The problem is that in both examples, not only the statement execution is repeated 100 times, but also the statement parsing and preparation. This means unnecessary overhead, even if some of the database servers are likely to optimize the second case. In fact, more complicated queries are likely to suffer in terms of lower performance, because finding the optimal execution plan is quite expensive and here it would be needlessly repeated.

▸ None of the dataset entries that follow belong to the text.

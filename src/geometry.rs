//! Pure landmark geometry: distances and derived finger open/closed states.

use crate::detector::hand_detector::{Landmark, landmarks as lm};

/// Euclidean distance in normalized image coordinates.
pub fn distance(a: Landmark, b: Landmark) -> f32 {
    (a.x - b.x).hypot(a.y - b.y)
}

/// Open/closed classification for [thumb, index, middle, ring, pinky].
#[derive(Debug, Clone, Copy, PartialEq, Eq)]
pub struct FingerStates(pub [bool; 5]);

impl FingerStates {
    pub fn all_open(&self) -> bool {
        self.0.iter().all(|&open| open)
    }
}

/// Fingertips paired with the joint each tip is compared against: the IP
/// joint for the thumb, the PIP joint for the other four fingers.
const TIP_JOINT_PAIRS: [(usize, usize); 5] = [
    (lm::THUMB_TIP, lm::THUMB_IP),
    (lm::INDEX_FINGER_TIP, lm::INDEX_FINGER_PIP),
    (lm::MIDDLE_FINGER_TIP, lm::MIDDLE_FINGER_PIP),
    (lm::RING_FINGER_TIP, lm::RING_FINGER_PIP),
    (lm::PINKY_TIP, lm::PINKY_PIP),
];

/// Derives finger states from a landmark set. A finger counts as open when
/// its tip is farther from the wrist than its comparison joint, which makes
/// the result rotation-invariant. Returns `None` for incomplete data.
pub fn finger_states(points: &[Landmark]) -> Option<FingerStates> {
    if points.len() < 21 {
        return None;
    }

    let wrist = points[lm::WRIST];
    let mut fingers = [false; 5];
    for (finger, (tip, joint)) in TIP_JOINT_PAIRS.iter().enumerate() {
        fingers[finger] = distance(points[*tip], wrist) > distance(points[*joint], wrist);
    }

    Some(FingerStates(fingers))
}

The following example uses the class statement
explicitly, by preparing the statement only once and repeating its
execution with changing data (note the use of prepare
member of session
class):
int i; statement st = (sql.prepare << "insert into numbers(value) values(:val)", use(i)); for (i = 0; i != 100; ++i) { st.execute(true); }
The true
parameter given to the execute
method indicates that the actual data exchange is wanted, so that the
meaning of the whole example is "prepare the statement and exchange the
data for each value of variable i
".
Portability note:
The above syntax is supported for all backends, even if some database server does not actually provide this functionality - in which case the library will internally execute the query in a single phase, without really separating the statement preparation from execution.

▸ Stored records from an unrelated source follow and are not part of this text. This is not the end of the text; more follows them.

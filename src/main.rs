use std::sync::Arc;
use std::sync::atomic::{AtomicBool, Ordering};
use std::time::{Duration, Instant};

use log::{error, info, warn};
use minifb::{Key, Window, WindowOptions};

use handctl::classifier::{self, HandPose};
use handctl::controller::input_device::EnigoInjector;
use handctl::detector::hand_detector::{HandDetector, landmarks};
use handctl::engine::GestureEngine;
use handctl::geometry;
use handctl::sensor::webcam;
use handctl::settings::{self, SettingsHandle};

const WINDOW_WIDTH: usize = 960;
const WINDOW_HEIGHT: usize = 540;

const LANDMARK_COLOR: u32 = 0x0000FF;
const ACTIVE_COLOR: u32 = 0x00FF00;
const PAUSED_COLOR: u32 = 0xFF0000;

fn main() -> anyhow::Result<()> {
    env_logger::init();

    // Live settings and the shared quit flag. Every shutdown trigger
    // (Escape, window close, console `quit`, capture failure) sets the same
    // flag; setting it more than once is harmless.
    let settings = Arc::new(SettingsHandle::default());
    let quit = Arc::new(AtomicBool::new(false));
    let _console = settings::spawn_console(settings.clone(), quit.clone());

    // Start camera
    let mut camera = webcam::setup()?;
    camera.open_stream()?;

    // Setup window
    let mut window = Window::new(
        "handctl v0.1.0",
        WINDOW_WIDTH,
        WINDOW_HEIGHT,
        WindowOptions::default(),
    )?;

    // Pre-allocate the pixel buffer to avoid allocating a new vector every frame
    let mut buffer_u32 = vec![0u32; WINDOW_WIDTH * WINDOW_HEIGHT];

    // Limit fps to reduce CPU usage and potential instability
    let fps = 30;
    window.limit_update_rate(Some(Duration::from_micros(1000000 / fps as u64)));

    // Load detector model
    let mut detector = HandDetector::new("models/hand_landmark.onnx")?;

    // Setup Input Device
    let mut injector = EnigoInjector::create()?;

    let mut engine = GestureEngine::new();

    // THE WINDOW UPDATE LOOP
    while window.is_open() && !window.is_key_down(Key::Escape) && !quit.load(Ordering::SeqCst) {
        // Settings are a live control: read a fresh snapshot every frame.
        let snapshot = settings.load();

        let decoded_frame = match webcam::capture_and_decode_frame(&mut camera) {
            Ok(frame) => frame,
            Err(e) => {
                // No frame means the session is over, not a per-frame blip.
                error!("Capture failed, shutting down: {}", e);
                quit.store(true, Ordering::SeqCst);
                continue;
            }
        };

        // Mirror for selfie view so cursor motion matches hand motion.
        let mirrored = image::imageops::flip_horizontal(&decoded_frame);
        let resized_frame = image::imageops::resize(
            &mirrored,
            WINDOW_WIDTH as u32,
            WINDOW_HEIGHT as u32,
            image::imageops::FilterType::Nearest,
        );

        let raw_data = resized_frame.as_raw();

        // Pixel Conversion //
        // The camera gives us a long list of u8 bytes: [R, G, B, R, G, B...]
        // The window wants u32 integers: [00RGB, 00RGB...]
        if raw_data.len() != WINDOW_WIDTH * WINDOW_HEIGHT * 3 {
            warn!(
                "Buffer size mismatch: Expected {}, got {}",
                WINDOW_WIDTH * WINDOW_HEIGHT * 3,
                raw_data.len()
            );
            continue;
        }

        for (i, chunk) in raw_data.chunks_exact(3).enumerate() {
            let r = chunk[0] as u32;
            let g = chunk[1] as u32;
            let b = chunk[2] as u32;
            buffer_u32[i] = (r << 16) | (g << 8) | b;
        }

        let hands = match detector.detect(&resized_frame, snapshot.min_confidence) {
            Ok(hands) => hands,
            Err(e) => {
                error!("Detector failed, shutting down: {}", e);
                quit.store(true, Ordering::SeqCst);
                continue;
            }
        };

        // The first hand in detector order wins; any others are ignored for
        // this frame so conflicting cursor writes cannot race.
        if let Some(hand) = hands.first() {
            if let Some(fingers) = geometry::finger_states(&hand.landmarks) {
                let pose = HandPose {
                    points: &hand.landmarks,
                    fingers,
                    pinch_threshold: snapshot.pinch_threshold,
                };
                let gesture = classifier::classify(&pose);
                let pointer = hand.landmarks[landmarks::INDEX_FINGER_TIP];
                engine.advance(gesture, pointer, Instant::now(), &snapshot, &mut injector);

                for point in &hand.landmarks {
                    draw_dot(
                        &mut buffer_u32,
                        (point.x * WINDOW_WIDTH as f32) as i32,
                        (point.y * WINDOW_HEIGHT as f32) as i32,
                        LANDMARK_COLOR,
                    );
                }
            }
        }

        let border_color = if engine.is_active() {
            ACTIVE_COLOR
        } else {
            PAUSED_COLOR
        };
        draw_border(&mut buffer_u32, border_color);

        // Draw to Window //
        window.update_with_buffer(&buffer_u32, WINDOW_WIDTH, WINDOW_HEIGHT)?;
    }

    quit.store(true, Ordering::SeqCst);
    info!("Shutting down");
    Ok(())
}

/// Draws a filled dot, clipped to the window.
fn draw_dot(buffer: &mut [u32], cx: i32, cy: i32, color: u32) {
    let radius = 3;
    for dy in -radius..=radius {
        for dx in -radius..=radius {
            let x = cx + dx;
            let y = cy + dy;
            if x >= 0 && x < WINDOW_WIDTH as i32 && y >= 0 && y < WINDOW_HEIGHT as i32 {
                buffer[(y as usize * WINDOW_WIDTH) + x as usize] = color;
            }
        }
    }
}

/// Draws the active/paused status border around the window edge.
fn draw_border(buffer: &mut [u32], color: u32) {
    let thickness = 4;

    // Horizontal bands (top and bottom)
    for y in (0..thickness).chain(WINDOW_HEIGHT - thickness..WINDOW_HEIGHT) {
        buffer[y * WINDOW_WIDTH..(y + 1) * WINDOW_WIDTH].fill(color);
    }
    // Vertical bands (left and right)
    for y in thickness..WINDOW_HEIGHT - thickness {
        let row = y * WINDOW_WIDTH;
        buffer[row..row + thickness].fill(color);
        buffer[row + WINDOW_WIDTH - thickness..row + WINDOW_WIDTH].fill(color);
    }
}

For PostgreSQL servers older than 8.0 it is necessary to define the
SOCI_POSTGRESQL_NOPREPARE
macro while compiling the library
to fall back to this one-phase behaviour. Simply, pass
-DSOCI_POSTGRESQL_NOPREPARE=ON
variable to CMake.
The rowset
class provides an alternative means of executing queries and accessing results using STL-like iterator interface.
The rowset_iterator
type is compatible with requirements defined for input iterator category and is available via iterator
and const_iterator
definitions in the rowset
class.
The rowset
itself can be used only with select queries.

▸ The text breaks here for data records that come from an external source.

#![cfg_attr(feature = "fail-on-warnings", deny(warnings))]
#![warn(clippy::all, clippy::pedantic, clippy::nursery, clippy::cargo)]
#![allow(clippy::multiple_crate_versions, clippy::cargo_common_metadata)]

//! Distance buckets and result record types for vehicle detection success
//! rates.
//!
//! Detections are recorded at integer distances in `1..=MAX_DISTANCE`. The
//! distance range is tiled into [`Bucket`]s, and each bucket becomes one
//! `from{start}to{end}` column of a [`ResultRecord`].
//!
//! Distances and bucket sizes are `i64` throughout. Sizes come from callers
//! unchecked, so zero and negative values have to be representable in order
//! to be rejected by [`partition`].

use serde::ser::SerializeMap as _;
use serde::{Serialize, Serializer};

/// Largest distance a detection can be recorded at.
pub const MAX_DISTANCE: i64 = 100;

/// Bucket size used when the caller doesn't pick one.
pub const DEFAULT_BUCKET_SIZE: i64 = 10;

/// Name of the grouping column in every result record.
pub const VEHICLE_TYPE_COLUMN: &str = "vehicle_type";

/// A closed distance interval `[start, end]`.
#[derive(Debug, Clone, Copy, PartialEq, Eq, PartialOrd, Ord, Hash, Serialize)]
pub struct Bucket {
    /// First distance in the bucket (inclusive).
    pub start: i64,
    /// Last distance in the bucket (inclusive).
    pub end: i64,
}

impl Bucket {
    /// Returns the result column name for this bucket, e.g. `from1to50`.
    #[must_use]
    pub fn column_name(&self) -> String {
        format!("from{}to{}", self.start, self.end)
    }

    /// Number of distances covered by this bucket.
    #[must_use]
    pub const fn width(&self) -> i64 {
        self.end - self.start + 1
    }
}

impl std::fmt::Display for Bucket {
    fn fmt(&self, f: &mut std::fmt::Formatter<'_>) -> std::fmt::Result {
        write!(f, "[{}, {}]", self.start, self.end)
    }
}

/// Error returned when a bucket size falls outside `1..=max_distance`.
#[derive(Debug, Clone, Copy, PartialEq, Eq)]
pub struct InvalidBucketSizeError {
    /// The bucket size that was provided.
    pub bucket_size: i64,
    /// The largest bucket size that would have been accepted.
    pub max_distance: i64,
}

impl std::fmt::Display for InvalidBucketSizeError {
    fn fmt(&self, f: &mut std::fmt::Formatter<'_>) -> std::fmt::Result {
        write!(
            f,
            "Bucket size must be between 1 and {}, got {}",
            self.max_distance, self.bucket_size
        )
    }
}

impl std::error::Error for InvalidBucketSizeError {}

/// Tiles `1..=max_distance` into buckets of `bucket_size` distances.
///
/// Buckets come back in ascending order. The last one is truncated at
/// `max_distance` when `bucket_size` doesn't divide it evenly.
///
/// # Errors
///
/// Returns [`InvalidBucketSizeError`] if `bucket_size` is not in
/// `1..=max_distance`.
pub fn partition(
    bucket_size: i64,
    max_distance: i64,
) -> Result<Vec<Bucket>, InvalidBucketSizeError> {
    if !(1..=max_distance).contains(&bucket_size) {
        return Err(InvalidBucketSizeError {
            bucket_size,
            max_distance,
        });
    }

    let mut buckets = Vec::new();
    let mut start = 1_i64;
    while start <= max_distance {
        buckets.push(Bucket {
            start,
            end: start.saturating_add(bucket_size - 1).min(max_distance),
        });
        let Some(next) = start.checked_add(bucket_size) else {
            break;
        };
        start = next;
    }

    Ok(buckets)
}

/// A single cell of a result record.
#[derive(Debug, Clone, PartialEq, Serialize)]
#[serde(untagged)]
pub enum RecordValue {
    /// SQL `NULL`, e.g. an average over a bucket with no detections.
    Null,
    /// Boolean cell.
    Boolean(bool),
    /// Integer cell.
    Integer(i64),
    /// Floating point cell, e.g. a success rate.
    Float(f64),
    /// Text cell, e.g. the vehicle type.
    Text(String),
}

impl RecordValue {
    /// Returns the value as a float, widening integers. `None` for nulls,
    /// booleans and text.
    #[must_use]
    #[allow(clippy::cast_precision_loss)]
    pub fn as_f64(&self) -> Option<f64> {
        match self {
            Self::Float(value) => Some(*value),
            Self::Integer(value) => Some(*value as f64),
            Self::Null | Self::Boolean(_) | Self::Text(_) => None,
        }
    }

    /// Returns the value as a string slice if it is text.
    #[must_use]
    pub fn as_str(&self) -> Option<&str> {
        match self {
            Self::Text(value) => Some(value),
            _ => None,
        }
    }

    /// Whether this cell is SQL `NULL`.
    #[must_use]
    pub const fn is_null(&self) -> bool {
        matches!(self, Self::Null)
    }
}

/// One result row: column name to value, in the backend's column order.
///
/// Serializes as a JSON object such as
/// `{"vehicle_type": "car", "from1to50": 0.5, "from51to100": null}`.
#[derive(Debug, Clone, Default, PartialEq)]
pub struct ResultRecord {
    entries: Vec<(String, RecordValue)>,
}

impl ResultRecord {
    /// Creates an empty record.
    #[must_use]
    pub const fn new() -> Self {
        Self {
            entries: Vec::new(),
        }
    }

    /// Appends a column. Column order is insertion order.
    pub fn push(&mut self, column: impl Into<String>, value: RecordValue) {
        self.entries.push((column.into(), value));
    }

    /// Looks up a column by name.
    #[must_use]
    pub fn get(&self, column: &str) -> Option<&RecordValue> {
        self.entries
            .iter()
            .find(|(name, _)| name == column)
            .map(|(_, value)| value)
    }

    /// The `vehicle_type` cell, if present and textual.
    #[must_use]
    pub fn vehicle_type(&self) -> Option<&str> {
        self.get(VEHICLE_TYPE_COLUMN).and_then(RecordValue::as_str)
    }

    /// The success rate in `bucket`. Outer `None` means the column is absent,
    /// inner `None` means no detections fell inside the bucket.
    #[must_use]
    pub fn rate(&self, bucket: &Bucket) -> Option<Option<f64>> {
        self.get(&bucket.column_name()).map(RecordValue::as_f64)
    }

    /// Column names in order.
    pub fn columns(&self) -> impl Iterator<Item = &str> {
        self.entries.iter().map(|(name, _)| name.as_str())
    }

    /// `(column, value)` pairs in order.
    pub fn iter(&self) -> impl Iterator<Item = (&str, &RecordValue)> {
        self.entries.iter().map(|(name, value)| (name.as_str(), value))
    }

    /// Number of columns.
    #[must_use]
    pub fn len(&self) -> usize {
        self.entries.len()
    }

    /// Whether the record has no columns.
    #[must_use]
    pub fn is_empty(&self) -> bool {
        self.entries.is_empty()
    }
}

impl FromIterator<(String, RecordValue)> for ResultRecord {
    fn from_iter<I: IntoIterator<Item = (String, RecordValue)>>(iter: I) -> Self {
        Self {
            entries: iter.into_iter().collect(),
        }
    }
}

impl Serialize for ResultRecord {
    fn serialize<S: Serializer>(&self, serializer: S) -> Result<S::Ok, S::Error> {
        let mut map = serializer.serialize_map(Some(self.entries.len()))?;
        for (column, value) in &self.entries {
            map.serialize_entry(column, value)?;
        }
        map.end()
    }
}

#[cfg(test)]
mod tests {
    use super::*;

    #[test]
    fn partitions_evenly_divisible_range() {
        let buckets = partition(50, MAX_DISTANCE).unwrap();
        assert_eq!(
            buckets,
            vec![Bucket { start: 1, end: 50 }, Bucket { start: 51, end: 100 }]
        );
    }

    #[test]
    fn truncates_final_bucket() {
        let buckets = partition(30, MAX_DISTANCE).unwrap();
        let names: Vec<String> = buckets.iter().map(Bucket::column_name).collect();
        assert_eq!(names, ["from1to30", "from31to60", "from61to90", "from91to100"]);
        assert_eq!(buckets[3].width(), 10);
    }

    #[test]
    fn single_bucket_covers_everything() {
        assert_eq!(
            partition(100, MAX_DISTANCE).unwrap(),
            vec![Bucket { start: 1, end: 100 }]
        );
    }

    #[test]
    fn every_valid_size_tiles_the_range() {
        for size in 1..=MAX_DISTANCE {
            let buckets = partition(size, MAX_DISTANCE).unwrap();

            assert_eq!(buckets.first().map(|b| b.start), Some(1), "size {size}");
            assert_eq!(
                buckets.last().map(|b| b.end),
                Some(MAX_DISTANCE),
                "size {size}"
            );
            for pair in buckets.windows(2) {
                assert_eq!(pair[0].end + 1, pair[1].start, "size {size}");
            }
            for bucket in &buckets {
                assert!(bucket.start <= bucket.end, "size {size}: {bucket}");
                assert!(bucket.width() <= size, "size {size}: {bucket}");
            }
        }
    }

    #[test]
    fn rejects_out_of_range_sizes() {
        for size in [i64::MIN, -1, 0, 101, 200, i64::MAX] {
            let err = partition(size, MAX_DISTANCE).unwrap_err();
            assert_eq!(err.bucket_size, size);
            assert_eq!(err.max_distance, MAX_DISTANCE);
        }
    }

    #[test]
    fn bucket_sizes_compare_without_casts() {
        let size: i64 = DEFAULT_BUCKET_SIZE;
        let buckets = partition(size, MAX_DISTANCE).unwrap();

        assert_eq!(buckets.len(), 10);
        assert!(buckets.iter().all(|bucket| bucket.width() == size));
        assert_eq!(buckets.last().map(|b| b.end), Some(MAX_DISTANCE));
    }

    #[test]
    fn partitions_wide_ranges_without_overflow() {
        let buckets = partition(i64::MAX / 2 + 1, i64::MAX).unwrap();
        assert_eq!(
            buckets,
            vec![
                Bucket {
                    start: 1,
                    end: i64::MAX / 2 + 1
                },
                Bucket {
                    start: i64::MAX / 2 + 2,
                    end: i64::MAX
                },
            ]
        );
    }

    #[test]
    fn invalid_bucket_size_message() {
        let err = partition(0, MAX_DISTANCE).unwrap_err();
        assert_eq!(err.to_string(), "Bucket size must be between 1 and 100, got 0");
    }

    #[test]
    fn record_serializes_as_object() {
        let record: ResultRecord = [
            (VEHICLE_TYPE_COLUMN.to_string(), RecordValue::Text("car".into())),
            ("from1to50".to_string(), RecordValue::Float(0.5)),
            ("from51to100".to_string(), RecordValue::Null),
        ]
        .into_iter()
        .collect();

        assert_eq!(
            serde_json::to_string(&record).unwrap(),
            r#"{"vehicle_type":"car","from1to50":0.5,"from51to100":null}"#
        );
    }

    #[test]
    fn record_lookups() {
        let mut record = ResultRecord::new();
        record.push(VEHICLE_TYPE_COLUMN, RecordValue::Text("truck".into()));
        record.push("from1to50", RecordValue::Integer(1));
        record.push("from51to100", RecordValue::Null);

        assert_eq!(record.vehicle_type(), Some("truck"));
        assert_eq!(record.rate(&Bucket { start: 1, end: 50 }), Some(Some(1.0)));
        assert_eq!(record.rate(&Bucket { start: 51, end: 100 }), Some(None));
        assert_eq!(record.rate(&Bucket { start: 1, end: 10 }), None);
        assert_eq!(
            record.columns().collect::<Vec<_>>(),
            [VEHICLE_TYPE_COLUMN, "from1to50", "from51to100"]
        );
    }
}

The following example creates an instance of the rowset
class and binds query results into elements of int
type - in this query only one result column is expected. After executing the query the code iterates through the query result using rowset_iterator
:
rowset<int> rs = (sql.prepare << "select values from numbers"); for (rowset<int>::const_iterator it = rs.begin(); it != rs.end(); ++it) { cout << *it << '\n'; }
Another example shows how to retrieve more complex results, where rowset
elements are of type row
and therefore use dynamic bindings:
// person table has 4 columns rowset<row> rs = (sql.prepare << "select id, firstname, lastname, gender from person"); // iteration through the resultset: for (rowset<row>::const_iterator it = rs.begin(); it != rs.end(); ++it) { row const& row = *it; // dynamic data extraction from each row: cout << "Id: " << row.get<int>(0) << '\n' << "Name: " << row.get<string>(1) << " " << row.get<string>(2) << '\n' << "Gender: " << row.get<string>(3) << endl; }
rowset_iterator
can be used with standard algorithms as well:
rowset<string> rs = (sql.prepare << "select firstname from person"); std::copy(rs.begin(), rs.end(), std::ostream_iterator<std::string>(std::cout, "\n"));
Above, the query result contains a single column which is bound to rowset
element of type of std::string
. All records are sent to standard output using the std::copy
algorithm.
When using some databases, further performance improvements may be possible by
having the underlying database API group operations together to reduce network roundtrips.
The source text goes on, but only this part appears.